On Tuesday I wrote about tax and yesterday Felicity set out our views on skills policy. These are two of four priority areas for reform we identified in our submission to the government in advance of its Autumn Statement.
The third priority area for reform, as nominated by our members, is access to finance. We survey our members every quarter on credit conditions and since the financial crisis both the availability and cost of credit have consistently been issues, particularly for smaller companies.
There's been much ink spilt on this particular subject given the banks had their paw prints all over the financial crisis – and now it seems, to some, that the same banks are holding businesses back from getting the finance they need to grow.
What we've consistently tried to do in commenting on access to finance is avoid being sucked into the debate about who's to blame or whether the problem is supply or demand (we see it as both).
To be frank this debate continues to generate a lot of heat but not much light. Instead our interactions with the government and the banks themselves have focused on solutions not recrimination.
For us it comes down promoting greater depth and breadth of competition in the financial sector – to generate a better service for the economy and businesses looking to grow.
The banks receive a lot of the coverage and we have our views on that segment of the sector. We endorse Sir John Vickers' recent report on reforming the banking sector and in particular want to see the government come out and strongly support the recommendations for enhanced competition. If you haven't read Sir John's report, this specifically means:
Enhancing the Lloyds divestiture to include a higher proportion of current accounts, higher quality of branches, with a lower reliance on external funding – therefore placing a new challenger bank in a good position to take the incumbents;
Making it easier to switch accounts between banks by 2013.

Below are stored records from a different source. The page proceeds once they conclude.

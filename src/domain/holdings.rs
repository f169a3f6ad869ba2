//! Current positions derived from filled orders.
//!
//! Holdings are never stored. They are a fold over the filled orders of a
//! user: buys add quantity and cost, sells subtract them. The fold is a sum
//! keyed by symbol, so the input order does not matter.

use rust_decimal::Decimal;
use serde::Serialize;
use std::collections::BTreeMap;

use super::error::TradeDeskError;
use super::order::Order;

#[derive(Debug, Clone, PartialEq, Serialize)]
#[serde(rename_all = "camelCase")]
pub struct Holding {
    pub symbol: String,
    pub name: String,
    pub quantity: i64,
    pub total_cost: Decimal,
    pub avg_price: Decimal,
}

#[derive(Debug, Clone)]
struct Accumulator {
    name_source_id: i64,
    name: String,
    quantity: i64,
    total_cost: Decimal,
}

/// Aggregates holdings across every symbol. Non-filled orders are ignored.
/// Only symbols with a strictly positive net quantity are returned, sorted by
/// symbol.
pub fn aggregate(orders: &[Order]) -> Result<Vec<Holding>, TradeDeskError> {
    let mut book: BTreeMap<&str, Accumulator> = BTreeMap::new();

    for order in orders.iter().filter(|o| o.is_filled()) {
        let sign = Decimal::from(order.direction.sign());
        let acc = book
            .entry(order.symbol.as_str())
            .or_insert_with(|| Accumulator {
                name_source_id: order.id,
                name: order.name.clone(),
                quantity: 0,
                total_cost: Decimal::ZERO,
            });

        // The lowest order id names the holding, whatever order we see them in.
        if order.id < acc.name_source_id {
            acc.name_source_id = order.id;
            acc.name = order.name.clone();
        }
        acc.quantity = acc
            .quantity
            .checked_add(order.direction.sign() * order.quantity)
            .ok_or_else(position_too_large)?;
        acc.total_cost = acc
            .total_cost
            .checked_add(sign * order.value()?)
            .ok_or_else(position_too_large)?;
    }

    Ok(book
        .into_iter()
        .filter(|(_, acc)| acc.quantity > 0)
        .map(|(symbol, acc)| Holding {
            symbol: symbol.to_string(),
            name: acc.name,
            quantity: acc.quantity,
            avg_price: acc.total_cost / Decimal::from(acc.quantity),
            total_cost: acc.total_cost,
        })
        .collect())
}

/// Net filled quantity for one symbol. May be zero or negative if the
/// history is inconsistent; callers treat anything `<= 0` as "not held".
pub fn position_quantity(orders: &[Order], symbol: &str) -> Result<i64, TradeDeskError> {
    orders
        .iter()
        .filter(|o| o.is_filled() && o.symbol == symbol)
        .try_fold(0i64, |held, o| {
            held.checked_add(o.direction.sign() * o.quantity)
                .ok_or_else(position_too_large)
        })
}

fn position_too_large() -> TradeDeskError {
    TradeDeskError::validation("Position too large")
}
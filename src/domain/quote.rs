//! Daily quote bars as supplied by a quote provider.

use chrono::NaiveDate;

#[derive(Debug, Clone, PartialEq)]
pub struct QuoteBar {
    pub symbol: String,
    pub date: NaiveDate,
    pub open: f64,
    pub high: f64,
    pub low: f64,
    pub close: f64,
    pub volume: i64,
}

impl QuoteBar {
    /// A bar with a non-finite or non-positive close carries no price
    /// information and must not be read as a zero-price quote.
    pub fn has_price(&self) -> bool {
        self.close.is_finite() && self.close > 0.0
    }
}
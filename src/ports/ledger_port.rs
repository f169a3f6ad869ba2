//! Ledger store port traits.
//!
//! Every read-check-write sequence the settlement engine performs runs
//! inside [`LedgerPort::atomically`]. An adapter must either commit all
//! writes made through the [`LedgerTx`] handle or none of them, and must
//! keep concurrent units of work on the same user from interleaving.

use chrono::{DateTime, Utc};
use rust_decimal::Decimal;

use crate::domain::account::{AccountBalance, CashTransaction, PaymentMethod, TransactionType};
use crate::domain::error::TradeDeskError;
use crate::domain::order::{NewOrder, Order, OrderFilter, OrderStatus};

/// Reads and writes visible inside one unit of work.
pub trait LedgerTx {
    fn balance(&mut self, user_id: i64) -> Result<Option<AccountBalance>, TradeDeskError>;

    /// Inserts or replaces the balance row for `balance.user_id`.
    fn save_balance(&mut self, balance: &AccountBalance) -> Result<(), TradeDeskError>;

    /// The order with `order_id`, only if it belongs to `user_id`.
    fn order(&mut self, user_id: i64, order_id: i64) -> Result<Option<Order>, TradeDeskError>;

    fn filled_orders(
        &mut self,
        user_id: i64,
        symbol: Option<&str>,
    ) -> Result<Vec<Order>, TradeDeskError>;

    fn insert_order(
        &mut self,
        user_id: i64,
        order: &NewOrder,
        created_at: DateTime<Utc>,
    ) -> Result<Order, TradeDeskError>;

    fn set_order_status(&mut self, order_id: i64, status: OrderStatus)
    -> Result<(), TradeDeskError>;

    fn insert_transaction(
        &mut self,
        user_id: i64,
        kind: TransactionType,
        amount: Decimal,
        payment_method: PaymentMethod,
        created_at: DateTime<Utc>,
    ) -> Result<CashTransaction, TradeDeskError>;
}

pub trait LedgerPort {
    /// Runs `work` in a single store transaction. Commits when `work`
    /// returns `Ok`, rolls back otherwise.
    fn atomically(
        &self,
        work: &mut dyn FnMut(&mut dyn LedgerTx) -> Result<(), TradeDeskError>,
    ) -> Result<(), TradeDeskError>;

    /// Orders for `user_id` matching `filter`, newest first.
    fn orders(&self, user_id: i64, filter: &OrderFilter) -> Result<Vec<Order>, TradeDeskError>;

    /// Cash movements for `user_id`, newest first.
    fn transactions(&self, user_id: i64) -> Result<Vec<CashTransaction>, TradeDeskError>;
}

/// Typed wrapper over [`LedgerPort::atomically`] that hands back the value
/// produced by `work`.
pub fn transact<T>(
    ledger: &dyn LedgerPort,
    mut work: impl FnMut(&mut dyn LedgerTx) -> Result<T, TradeDeskError>,
) -> Result<T, TradeDeskError> {
    let mut output = None;
    ledger.atomically(&mut |tx| {
        output = Some(work(tx)?);
        Ok(())
    })?;
    output.ok_or_else(|| TradeDeskError::Database {
        reason: "unit of work committed without producing a result".into(),
    })
}
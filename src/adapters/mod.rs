//! Concrete adapter implementations for ports.

pub mod csv_adapter;
pub mod file_config_adapter;
#[cfg(feature = "postgres")]
pub mod postgres_adapter;
#[cfg(feature = "sqlite")]
pub mod sqlite_adapter;
#[cfg(any(feature = "sqlite", feature = "postgres"))]
pub mod store;
#[cfg(any(feature = "web-sqlite", feature = "web-postgres"))]
pub mod web;
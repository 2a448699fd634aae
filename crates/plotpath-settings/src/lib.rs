//! # Plotpath Settings
//!
//! Conversion parameters for the SVG and GCode front ends, with JSON/TOML
//! persistence.

pub mod config;
pub mod error;

pub use config::{Config, GcodeSettings, SvgSettings};
pub use error::{SettingsError, SettingsResult};
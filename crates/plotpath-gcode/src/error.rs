//! Error handling for the GCode front end
//!
//! Every input error names its 1-based source line. Input errors skip the
//! offending line and are reported next to the output; only `Emitter`
//! errors abort a conversion.

use plotpath_core::EmitterError;
use thiserror::Error;

/// GCode conversion error type
#[derive(Error, Debug, Clone, PartialEq)]
pub enum GcodeError {
    /// Line that does not split into letter/number fields
    #[error("Invalid G-Code syntax at line {line_number}: {reason}")]
    InvalidSyntax {
        /// 1-based line number.
        line_number: usize,
        /// What could not be parsed.
        reason: String,
    },

    /// Command code with no handler
    #[error("Unknown command {code} at line {line_number}")]
    UnknownCode {
        /// 1-based line number.
        line_number: usize,
        /// The command word, e.g. `M104`.
        code: String,
    },

    /// Recognised command that is not implemented (arc moves)
    #[error("Unsupported command {code} at line {line_number}")]
    UnsupportedCode {
        /// 1-based line number.
        line_number: usize,
        /// The command word, e.g. `G2`.
        code: String,
    },

    /// Line with fields but no command and nothing to repeat
    #[error("No command at line {line_number}")]
    NoCommand {
        /// 1-based line number.
        line_number: usize,
    },

    /// Emitter stack contract violation
    #[error(transparent)]
    Emitter(#[from] EmitterError),
}

impl GcodeError {
    /// Source line of an input error
    pub fn line_number(&self) -> Option<usize> {
        match self {
            Self::InvalidSyntax { line_number, .. }
            | Self::UnknownCode { line_number, .. }
            | Self::UnsupportedCode { line_number, .. }
            | Self::NoCommand { line_number } => Some(*line_number),
            Self::Emitter(_) => None,
        }
    }
}

/// Result type for GCode conversion
pub type Result<T> = std::result::Result<T, GcodeError>;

But progress on access to finance means going beyond just the banks. For many businesses prior to the financial crisis cheap bank debt became the answer to all their external finance needs.This reliance was out of synch with the risk some businesses posed and had a detrimental impact on other segments of the financial sector as they were crowded out by the banks.
We now need to see a strong re-emergence of funding sources outside of banks. These need to be on both the debt and equity side.
We have been encouraged by action taken by the banks in setting up the Business Growth Fund, a new £2.5 billion equity fund for growing businesses looking for capital of £2-10 million.
And it was positive to see the government extend the generosity of the Enterprise Investment Scheme (EIS), a tax incentive for individuals looking to make equity investments.
But we'd like to see this action extended to encouraging further provision of non-bank debt – especially important given SMEs well-known aversion to equity finance.
That's why our submission includes two specific calls:
Encouraging the banks to extend their Business Growth Fund to cover debt investments;
Extending the EIS to cover private debt placements, as the government is proposing to do with its new scheme for encouraging Business Angel investments.